Snapdeal is now delivering cash to people in India so they can avoid ATM lines

Baba Update

Farhana’s father has been back in the hospital this week, though as usual he’s fighting the good fight and keeping his spirits up.  He  had been moved into the ICU due to serious breathing problems, but he is now back in a private room mostly breathing on  his own, with a shot of oxygen when he needs it.

Home Improvement, Woodworking, Etc.

Since we’re not going to be in our apartment/flat very long, we didn’t want to put lots of holes in walls and make other sorts of changes that would require either lots of work to fix or cover, or that would lose us money on our deposit.  There were some nails in the walls left by previous tenants, so we made good use of those.  The other solution we came up with was wall stickers, which (it is claimed) can be easily peeled off with no loss of paint (though I’m skeptical about that).  Our first attempt was next to Zak’s bed – a tree that came out pretty well:

Next came some animals next to Eli’s bed:

A clock in the kitchen:

And finally, a height chart to keep track of any growth that happens over the course of the year:

Oh, and some “chalkboard” stickers:

Additionally, I thought it might be good to whip up a few pieces of furniture that would be practical/useful (while not necessarily artful or aesthetically pleasing).  I fancy myself an amateur woodworker (emphasis on amateur), picking up some knowledge from my father, who worked with wood most of his life, and a few odd jobs I’d worked at over the years.  And the internet.

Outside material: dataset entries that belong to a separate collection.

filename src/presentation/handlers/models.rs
use axum::Json;
use axum::extract::State;
use axum::http::StatusCode;
use axum::response::IntoResponse;

use crate::presentation::state::AppState;

use super::openai_types::ModelsResponse;

pub async fn models_handler(State(state): State<AppState>) -> impl IntoResponse {
    let identifiers = state.transcription_service.models().await;
    (
        StatusCode::OK,
        Json(ModelsResponse::from_identifiers(identifiers)),
    )
}
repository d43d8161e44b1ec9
mod http_runtime;
mod mock_runtime;

pub use http_runtime::HttpInferenceRuntime;
pub use mock_runtime::MockInferenceRuntime;
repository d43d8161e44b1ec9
pub mod application;
pub mod domain;
pub mod infrastructure;
pub mod presentation;
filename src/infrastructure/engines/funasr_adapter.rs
use std::path::Path;
use std::sync::Arc;

use async_trait::async_trait;
use serde::Deserialize;
use serde_json::{Map, json};

use crate::application::ports::{
    AdapterError, EngineAdapter, EngineCapabilities, InferRequest, InferenceRuntime,
    TranscriptionOptions,
};
use crate::domain::{Engine, EngineSettings, Transcript, Word};

use super::model_loading::{
    ensure_audio_readable, ensure_task_supported, load_model, validate_device,
};
use super::transcript_normalizer::{
    SegmentDraft, TranscriptBuilder, decode_native, millis_to_seconds, runtime_failure,
};

const DEVICES: &[&str] = &["cpu", "cuda", "cuda:N", "mps"];
const DEFAULT_LANGUAGE: &str = "zh";

const CAPABILITIES: EngineCapabilities = EngineCapabilities {
    streaming: false,
    word_timestamps: true,
    translation: false,
};

pub struct FunAsrAdapter {
    model: String,
    runtime: Arc<dyn InferenceRuntime>,
}

/// FunASR's `generate` returns a batch; a single-file call carries one entry.
#[derive(Deserialize)]
#[serde(untagged)]
enum NativeOutput {
    Batch(Vec<NativeResult>),
    Single(NativeResult),
}

#[derive(Deserialize)]
struct NativeResult {
    #[serde(default)]
    text: String,
    #[serde(default)]
    sentence_info: Option<Vec<NativeSentence>>,
    #[serde(default)]
    lang: Option<String>,
    #[serde(default)]
    duration: Option<f64>,
}

/// Timestamps in milliseconds.
#[derive(Deserialize)]
struct NativeSentence {
    #[serde(default)]
    start: f64,
    #[serde(default)]
    end: f64,
    #[serde(default)]
    text: String,
    #[serde(default)]
    word_list: Option<Vec<NativeWord>>,
}

#[derive(Deserialize)]
struct NativeWord {
    #[serde(default)]
    start: f64,
    #[serde(default)]
    end: f64,
    #[serde(default)]
    word: String,
    #[serde(default)]
    prob: f64,
}

impl NativeSentence {
    fn into_draft(self) -> SegmentDraft {
        SegmentDraft {
            start: millis_to_seconds(self.start),
            end: millis_to_seconds(self.end),
            text: self.text,
            words: self.word_list.map(|words| {
                words
                    .into_iter()
                    .map(|w| Word {
                        start: millis_to_seconds(w.start),
                        end: millis_to_seconds(w.end),
                        text: w.word,
                        probability: w.prob,
                    })
                    .collect()
            }),
            ..SegmentDraft::default()
        }
    }
}

impl FunAsrAdapter {
    pub async fn new(
        model: &str,
        settings: &EngineSettings,
        runtime: Arc<dyn InferenceRuntime>,
    ) -> Result<Self, AdapterError> {
        validate_device(Engine::FunAsr, &settings.device, DEVICES)?;
        load_model(runtime.as_ref(), Engine::FunAsr, model, settings, None).await?;

        Ok(Self {
            model: model.to_string(),
            runtime,
        })
    }

    fn request(&self, audio: &Path, options: &TranscriptionOptions) -> InferRequest {
        let mut native = Map::new();
        if let Some(language) = &options.language {
            native.insert("language".to_string(), json!(language));
        }
        if let Some(hotword) = &options.prompt {
            native.insert("hotword".to_string(), json!(hotword));
        }
        native.insert("sentence_timestamp".to_string(), json!(true));

        if options.temperature != 0.0 {
            tracing::debug!(
                temperature = options.temperature,
                "FunASR ignores sampling temperature"
            );
        }

        InferRequest {
            engine: Engine::FunAsr,
            model: self.model.clone(),
            audio_path: audio.to_path_buf(),
            options: native,
        }
    }
}

#[async_trait]
impl EngineAdapter for FunAsrAdapter {
    fn engine(&self) -> Engine {
        Engine::FunAsr
    }

    fn model_name(&self) -> &str {
        &self.model
    }

    fn capabilities(&self) -> EngineCapabilities {
        CAPABILITIES
    }

    async fn transcribe_file(
        &self,
        audio: &Path,
        options: &TranscriptionOptions,
    ) -> Result<Transcript, AdapterError> {
        ensure_task_supported(Engine::FunAsr, CAPABILITIES, options.task)?;
        ensure_audio_readable(audio).await?;

        let request = self.request(audio, options);
        let value = self
            .runtime
            .infer(&request)
            .await
            .map_err(runtime_failure)?;

        let first = match decode_native::<NativeOutput>(value)? {
            NativeOutput::Batch(results) => results.into_iter().next(),
            NativeOutput::Single(result) => Some(result),
        };

        let mut builder = TranscriptBuilder::new(options.task, options.granularities.word);
        let Some(result) = first else {
            let language = options
                .language
                .clone()
                .unwrap_or_else(|| DEFAULT_LANGUAGE.to_string());
            return Ok(builder.finish(language, 0.0));
        };

        match result.sentence_info {
            Some(sentences) if !sentences.is_empty() => {
                for sentence in sentences {
                    builder.push(sentence.into_draft());
                }
            }
            _ if !result.text.trim().is_empty() => {
                builder.push(SegmentDraft {
                    start: 0.0,
                    end: result.duration.unwrap_or(0.0),
                    text: result.text,
                    ..SegmentDraft::default()
                });
            }
            _ => {}
        }

        let duration = result.duration.unwrap_or_else(|| builder.last_end());
        let language = result
            .lang
            .or_else(|| options.language.clone())
            .unwrap_or_else(|| DEFAULT_LANGUAGE.to_string());

        Ok(builder.finish(language, duration))
    }
}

I found out that two of my brothers-in-law, Zeeshan and Faizan, were interested as well.  I pointed them to a website that’s been a great resource for me, called Instructables.  They actually have a woodworking course on the site that you can work through and which includes small projects that help you to master basic woodworking skills like cutting, sanding, finishing, gluing, etc.  The first project is a set of wooden dice, which we did – with pretty good results:

But to take a step back, before we started these projects, we had to get some wood.   There are no Home Depots or Lowe’s in Pune (not yet, anyway).  And while most anything else that you buy can be found locally, for wood, you have to travel to a different part of the city.  There’s a neighborhood centered around the aptly named Timber Market Road that is the place in Pune to go to buy wood.

We were looking for some plywood as well as some 2×4 type lumber to get started.  Faizan knew a friend who worked in the area, so we went to him for plywood, and then he took us to a sawmill that sold the lumber we were looking for at low prices.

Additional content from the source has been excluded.